WHAT TO PRODUCE
Return exactly the span of lines in the following data that opens with the line containing "signalled the end of generation." and closes with the line containing "pub(crate) fn done()". Include nothing else.

Stored data entries:
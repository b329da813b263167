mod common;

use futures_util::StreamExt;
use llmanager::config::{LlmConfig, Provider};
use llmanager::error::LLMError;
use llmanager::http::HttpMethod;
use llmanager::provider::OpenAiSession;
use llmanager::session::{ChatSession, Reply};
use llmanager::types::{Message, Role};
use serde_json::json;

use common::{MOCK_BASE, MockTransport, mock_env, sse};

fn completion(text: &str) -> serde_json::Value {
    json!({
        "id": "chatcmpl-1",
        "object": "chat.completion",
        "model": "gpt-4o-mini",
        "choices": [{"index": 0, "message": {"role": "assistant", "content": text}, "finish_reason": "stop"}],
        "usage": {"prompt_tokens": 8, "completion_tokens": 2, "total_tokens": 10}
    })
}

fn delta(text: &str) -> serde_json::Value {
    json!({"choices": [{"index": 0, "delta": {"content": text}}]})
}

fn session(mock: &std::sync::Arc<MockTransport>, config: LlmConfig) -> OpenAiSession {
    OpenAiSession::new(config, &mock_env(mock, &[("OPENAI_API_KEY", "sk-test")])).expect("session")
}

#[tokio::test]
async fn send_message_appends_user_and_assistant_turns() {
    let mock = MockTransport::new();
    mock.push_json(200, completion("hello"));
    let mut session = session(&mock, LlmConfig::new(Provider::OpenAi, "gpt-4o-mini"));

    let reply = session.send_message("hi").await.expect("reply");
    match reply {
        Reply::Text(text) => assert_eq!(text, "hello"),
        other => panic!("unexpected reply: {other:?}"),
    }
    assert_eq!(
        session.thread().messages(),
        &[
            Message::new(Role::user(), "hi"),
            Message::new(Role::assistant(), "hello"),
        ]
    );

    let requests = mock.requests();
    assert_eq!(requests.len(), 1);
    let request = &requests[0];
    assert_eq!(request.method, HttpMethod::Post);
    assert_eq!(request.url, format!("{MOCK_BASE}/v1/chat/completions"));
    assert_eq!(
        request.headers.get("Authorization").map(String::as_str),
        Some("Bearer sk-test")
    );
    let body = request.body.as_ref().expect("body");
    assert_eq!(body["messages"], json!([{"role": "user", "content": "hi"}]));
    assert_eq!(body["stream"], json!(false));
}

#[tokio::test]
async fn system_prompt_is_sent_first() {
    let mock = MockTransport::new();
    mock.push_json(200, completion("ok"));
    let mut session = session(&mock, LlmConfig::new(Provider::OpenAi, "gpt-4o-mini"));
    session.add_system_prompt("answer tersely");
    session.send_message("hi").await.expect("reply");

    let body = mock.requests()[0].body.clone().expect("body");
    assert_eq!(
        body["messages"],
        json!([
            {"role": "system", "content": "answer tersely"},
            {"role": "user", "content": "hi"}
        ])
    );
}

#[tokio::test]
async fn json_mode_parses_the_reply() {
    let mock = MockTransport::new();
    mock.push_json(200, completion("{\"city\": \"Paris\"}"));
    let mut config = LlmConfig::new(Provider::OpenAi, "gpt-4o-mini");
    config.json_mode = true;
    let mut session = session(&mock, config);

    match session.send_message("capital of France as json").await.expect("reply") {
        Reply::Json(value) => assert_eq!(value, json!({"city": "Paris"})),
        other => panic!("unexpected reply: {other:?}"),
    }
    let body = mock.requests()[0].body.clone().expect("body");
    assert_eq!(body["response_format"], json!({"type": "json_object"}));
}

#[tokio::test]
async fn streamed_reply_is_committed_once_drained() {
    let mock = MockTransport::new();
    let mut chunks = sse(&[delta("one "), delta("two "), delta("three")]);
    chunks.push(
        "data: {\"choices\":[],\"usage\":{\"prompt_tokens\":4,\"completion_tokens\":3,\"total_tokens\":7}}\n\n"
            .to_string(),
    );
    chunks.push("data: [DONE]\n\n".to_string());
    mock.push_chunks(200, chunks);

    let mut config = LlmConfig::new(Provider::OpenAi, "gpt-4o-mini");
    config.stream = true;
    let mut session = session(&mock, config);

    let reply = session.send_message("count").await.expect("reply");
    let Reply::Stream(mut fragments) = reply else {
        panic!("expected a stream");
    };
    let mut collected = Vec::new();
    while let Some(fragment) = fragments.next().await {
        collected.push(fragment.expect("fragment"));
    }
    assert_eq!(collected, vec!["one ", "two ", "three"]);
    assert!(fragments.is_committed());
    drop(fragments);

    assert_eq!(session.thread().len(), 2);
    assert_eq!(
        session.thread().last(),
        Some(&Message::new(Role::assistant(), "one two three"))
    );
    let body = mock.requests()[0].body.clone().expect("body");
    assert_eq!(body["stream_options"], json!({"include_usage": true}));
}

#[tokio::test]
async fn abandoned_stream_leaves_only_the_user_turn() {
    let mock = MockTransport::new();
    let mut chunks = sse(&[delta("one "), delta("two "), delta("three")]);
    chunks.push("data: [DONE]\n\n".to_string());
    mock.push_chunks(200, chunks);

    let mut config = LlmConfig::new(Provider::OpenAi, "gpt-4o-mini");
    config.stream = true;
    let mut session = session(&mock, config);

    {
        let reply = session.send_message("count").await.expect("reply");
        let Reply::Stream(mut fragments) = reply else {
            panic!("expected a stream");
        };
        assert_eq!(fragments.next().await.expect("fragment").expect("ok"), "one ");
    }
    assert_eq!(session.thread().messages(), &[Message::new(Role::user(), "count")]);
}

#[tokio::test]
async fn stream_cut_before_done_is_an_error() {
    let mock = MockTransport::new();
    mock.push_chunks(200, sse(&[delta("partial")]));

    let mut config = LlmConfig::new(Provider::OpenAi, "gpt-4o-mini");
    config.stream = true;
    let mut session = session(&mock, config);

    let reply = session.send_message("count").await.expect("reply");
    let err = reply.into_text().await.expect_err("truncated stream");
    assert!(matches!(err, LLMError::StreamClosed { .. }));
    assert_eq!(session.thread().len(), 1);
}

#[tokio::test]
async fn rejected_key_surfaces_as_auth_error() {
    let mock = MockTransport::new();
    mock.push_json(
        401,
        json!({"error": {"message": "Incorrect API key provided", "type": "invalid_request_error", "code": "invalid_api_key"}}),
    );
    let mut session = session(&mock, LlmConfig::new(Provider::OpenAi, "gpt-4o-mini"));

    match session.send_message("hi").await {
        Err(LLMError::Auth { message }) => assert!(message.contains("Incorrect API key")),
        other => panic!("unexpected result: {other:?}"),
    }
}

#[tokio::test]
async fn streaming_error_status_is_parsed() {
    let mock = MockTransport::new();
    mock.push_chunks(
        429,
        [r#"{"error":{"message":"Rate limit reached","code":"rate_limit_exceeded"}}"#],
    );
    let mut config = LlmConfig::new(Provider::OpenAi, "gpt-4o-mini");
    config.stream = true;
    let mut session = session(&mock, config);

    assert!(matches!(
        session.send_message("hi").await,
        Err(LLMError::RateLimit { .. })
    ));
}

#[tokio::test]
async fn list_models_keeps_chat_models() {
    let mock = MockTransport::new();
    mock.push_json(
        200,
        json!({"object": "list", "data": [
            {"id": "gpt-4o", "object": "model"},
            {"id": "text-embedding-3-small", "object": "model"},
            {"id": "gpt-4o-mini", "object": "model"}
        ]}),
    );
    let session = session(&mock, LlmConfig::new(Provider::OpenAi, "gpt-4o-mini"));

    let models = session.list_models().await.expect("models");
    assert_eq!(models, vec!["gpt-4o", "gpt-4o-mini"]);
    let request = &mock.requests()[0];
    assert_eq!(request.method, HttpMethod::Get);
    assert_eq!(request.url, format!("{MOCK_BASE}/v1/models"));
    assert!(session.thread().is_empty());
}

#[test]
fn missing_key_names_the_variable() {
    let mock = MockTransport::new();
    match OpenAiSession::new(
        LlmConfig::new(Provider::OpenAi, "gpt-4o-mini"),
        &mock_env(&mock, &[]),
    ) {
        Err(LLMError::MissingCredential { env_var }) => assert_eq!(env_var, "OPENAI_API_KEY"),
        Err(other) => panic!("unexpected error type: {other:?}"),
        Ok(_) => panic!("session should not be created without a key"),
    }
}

* * *

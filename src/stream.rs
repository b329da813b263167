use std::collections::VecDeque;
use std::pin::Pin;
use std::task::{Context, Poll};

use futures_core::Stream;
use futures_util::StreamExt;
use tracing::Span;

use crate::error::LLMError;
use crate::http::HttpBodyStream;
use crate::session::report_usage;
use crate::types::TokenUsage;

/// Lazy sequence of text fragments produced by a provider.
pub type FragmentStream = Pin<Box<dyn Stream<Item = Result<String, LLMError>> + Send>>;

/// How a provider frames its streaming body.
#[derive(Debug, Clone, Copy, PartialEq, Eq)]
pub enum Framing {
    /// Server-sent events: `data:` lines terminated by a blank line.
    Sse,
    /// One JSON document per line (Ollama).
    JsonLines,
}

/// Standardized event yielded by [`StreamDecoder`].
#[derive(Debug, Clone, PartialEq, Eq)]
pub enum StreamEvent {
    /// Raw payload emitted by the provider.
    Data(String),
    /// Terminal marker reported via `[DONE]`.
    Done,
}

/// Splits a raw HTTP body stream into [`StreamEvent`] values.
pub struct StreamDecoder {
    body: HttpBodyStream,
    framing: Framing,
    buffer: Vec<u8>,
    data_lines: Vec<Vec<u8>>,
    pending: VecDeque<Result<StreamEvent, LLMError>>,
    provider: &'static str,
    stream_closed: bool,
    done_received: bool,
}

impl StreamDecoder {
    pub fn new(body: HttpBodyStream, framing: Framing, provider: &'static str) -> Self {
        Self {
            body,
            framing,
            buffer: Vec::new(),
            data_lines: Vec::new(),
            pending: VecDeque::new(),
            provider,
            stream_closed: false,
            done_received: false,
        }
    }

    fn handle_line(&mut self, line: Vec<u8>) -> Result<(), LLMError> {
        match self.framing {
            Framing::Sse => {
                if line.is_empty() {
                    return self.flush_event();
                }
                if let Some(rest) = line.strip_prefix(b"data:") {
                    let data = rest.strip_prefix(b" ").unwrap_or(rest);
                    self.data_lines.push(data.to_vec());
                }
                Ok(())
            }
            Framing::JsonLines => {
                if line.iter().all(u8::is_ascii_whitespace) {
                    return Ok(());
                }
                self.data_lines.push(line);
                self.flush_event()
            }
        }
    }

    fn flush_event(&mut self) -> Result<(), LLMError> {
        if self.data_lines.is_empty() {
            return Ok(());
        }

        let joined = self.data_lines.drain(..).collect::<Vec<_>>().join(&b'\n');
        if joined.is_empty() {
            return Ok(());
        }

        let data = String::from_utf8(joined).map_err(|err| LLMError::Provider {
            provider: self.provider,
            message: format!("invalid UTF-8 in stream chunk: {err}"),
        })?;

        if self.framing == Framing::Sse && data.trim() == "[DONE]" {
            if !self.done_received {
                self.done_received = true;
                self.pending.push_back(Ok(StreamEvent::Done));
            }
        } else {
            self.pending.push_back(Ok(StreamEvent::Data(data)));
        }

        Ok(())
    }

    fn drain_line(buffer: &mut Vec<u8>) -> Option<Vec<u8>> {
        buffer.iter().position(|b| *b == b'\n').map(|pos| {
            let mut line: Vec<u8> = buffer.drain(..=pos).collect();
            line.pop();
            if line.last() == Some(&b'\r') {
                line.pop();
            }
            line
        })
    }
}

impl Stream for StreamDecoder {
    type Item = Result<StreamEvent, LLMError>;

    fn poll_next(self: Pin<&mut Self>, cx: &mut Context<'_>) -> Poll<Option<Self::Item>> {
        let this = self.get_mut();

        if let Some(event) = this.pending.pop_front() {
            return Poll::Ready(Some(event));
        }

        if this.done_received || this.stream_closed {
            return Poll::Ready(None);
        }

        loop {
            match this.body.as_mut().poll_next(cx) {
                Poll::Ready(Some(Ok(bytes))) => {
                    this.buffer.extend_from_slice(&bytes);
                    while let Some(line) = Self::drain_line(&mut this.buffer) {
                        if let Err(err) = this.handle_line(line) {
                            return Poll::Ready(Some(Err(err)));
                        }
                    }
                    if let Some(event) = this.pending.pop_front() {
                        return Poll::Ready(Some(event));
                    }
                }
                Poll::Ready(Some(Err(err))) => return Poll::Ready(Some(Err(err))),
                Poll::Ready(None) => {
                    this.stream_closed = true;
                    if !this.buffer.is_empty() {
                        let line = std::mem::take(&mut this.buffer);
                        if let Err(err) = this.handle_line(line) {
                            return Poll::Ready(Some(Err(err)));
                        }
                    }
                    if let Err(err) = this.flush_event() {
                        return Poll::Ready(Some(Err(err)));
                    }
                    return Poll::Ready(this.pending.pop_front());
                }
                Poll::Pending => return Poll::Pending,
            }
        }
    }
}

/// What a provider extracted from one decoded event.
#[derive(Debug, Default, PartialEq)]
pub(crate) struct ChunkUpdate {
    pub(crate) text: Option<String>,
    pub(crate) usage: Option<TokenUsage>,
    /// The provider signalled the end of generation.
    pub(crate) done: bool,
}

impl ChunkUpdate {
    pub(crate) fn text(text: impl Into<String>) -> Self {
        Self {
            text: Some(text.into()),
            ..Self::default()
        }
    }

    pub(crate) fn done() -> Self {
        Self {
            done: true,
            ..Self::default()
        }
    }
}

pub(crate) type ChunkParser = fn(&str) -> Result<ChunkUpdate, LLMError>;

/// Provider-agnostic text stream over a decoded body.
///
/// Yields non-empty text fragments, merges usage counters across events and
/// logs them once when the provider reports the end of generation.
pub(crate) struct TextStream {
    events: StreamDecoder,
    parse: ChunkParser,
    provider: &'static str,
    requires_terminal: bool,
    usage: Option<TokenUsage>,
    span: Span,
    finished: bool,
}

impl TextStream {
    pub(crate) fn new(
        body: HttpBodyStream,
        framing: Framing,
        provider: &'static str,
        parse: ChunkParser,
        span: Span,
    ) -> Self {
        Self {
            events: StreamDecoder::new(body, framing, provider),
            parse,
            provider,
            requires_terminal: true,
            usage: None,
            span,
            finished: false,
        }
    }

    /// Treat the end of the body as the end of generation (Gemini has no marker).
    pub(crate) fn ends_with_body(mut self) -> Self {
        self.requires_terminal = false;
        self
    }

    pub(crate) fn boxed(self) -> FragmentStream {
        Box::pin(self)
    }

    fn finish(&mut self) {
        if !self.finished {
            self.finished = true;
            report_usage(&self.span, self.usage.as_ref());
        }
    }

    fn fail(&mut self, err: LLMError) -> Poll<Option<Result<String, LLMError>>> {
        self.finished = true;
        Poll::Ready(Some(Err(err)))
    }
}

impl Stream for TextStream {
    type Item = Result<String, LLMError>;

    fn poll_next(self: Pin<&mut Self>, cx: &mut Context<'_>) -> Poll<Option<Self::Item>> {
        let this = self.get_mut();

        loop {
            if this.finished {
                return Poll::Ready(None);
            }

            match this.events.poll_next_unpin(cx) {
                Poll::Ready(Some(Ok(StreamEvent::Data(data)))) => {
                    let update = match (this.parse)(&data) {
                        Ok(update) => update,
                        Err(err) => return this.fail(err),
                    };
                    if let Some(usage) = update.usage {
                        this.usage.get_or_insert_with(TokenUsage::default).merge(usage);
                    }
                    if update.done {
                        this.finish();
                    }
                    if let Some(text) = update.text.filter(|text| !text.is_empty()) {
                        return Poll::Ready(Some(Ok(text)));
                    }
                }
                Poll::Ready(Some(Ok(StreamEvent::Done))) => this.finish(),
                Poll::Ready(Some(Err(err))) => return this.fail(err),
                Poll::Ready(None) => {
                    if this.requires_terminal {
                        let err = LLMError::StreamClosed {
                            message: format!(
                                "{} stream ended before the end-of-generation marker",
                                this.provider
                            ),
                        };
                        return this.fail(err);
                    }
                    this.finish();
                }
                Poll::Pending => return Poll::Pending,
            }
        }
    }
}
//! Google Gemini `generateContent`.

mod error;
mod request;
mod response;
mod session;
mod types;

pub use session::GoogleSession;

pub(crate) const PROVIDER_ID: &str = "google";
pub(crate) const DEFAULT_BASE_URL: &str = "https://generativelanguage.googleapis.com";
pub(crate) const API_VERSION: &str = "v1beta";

FINAL ANSWER
    /// The provider signalled the end of generation.
    pub(crate) done: bool,
}

impl ChunkUpdate {
    pub(crate) fn text(text: impl Into<String>) -> Self {
        Self {
            text: Some(text.into()),
            ..Self::default()
        }
    }

    pub(crate) fn done() -> Self {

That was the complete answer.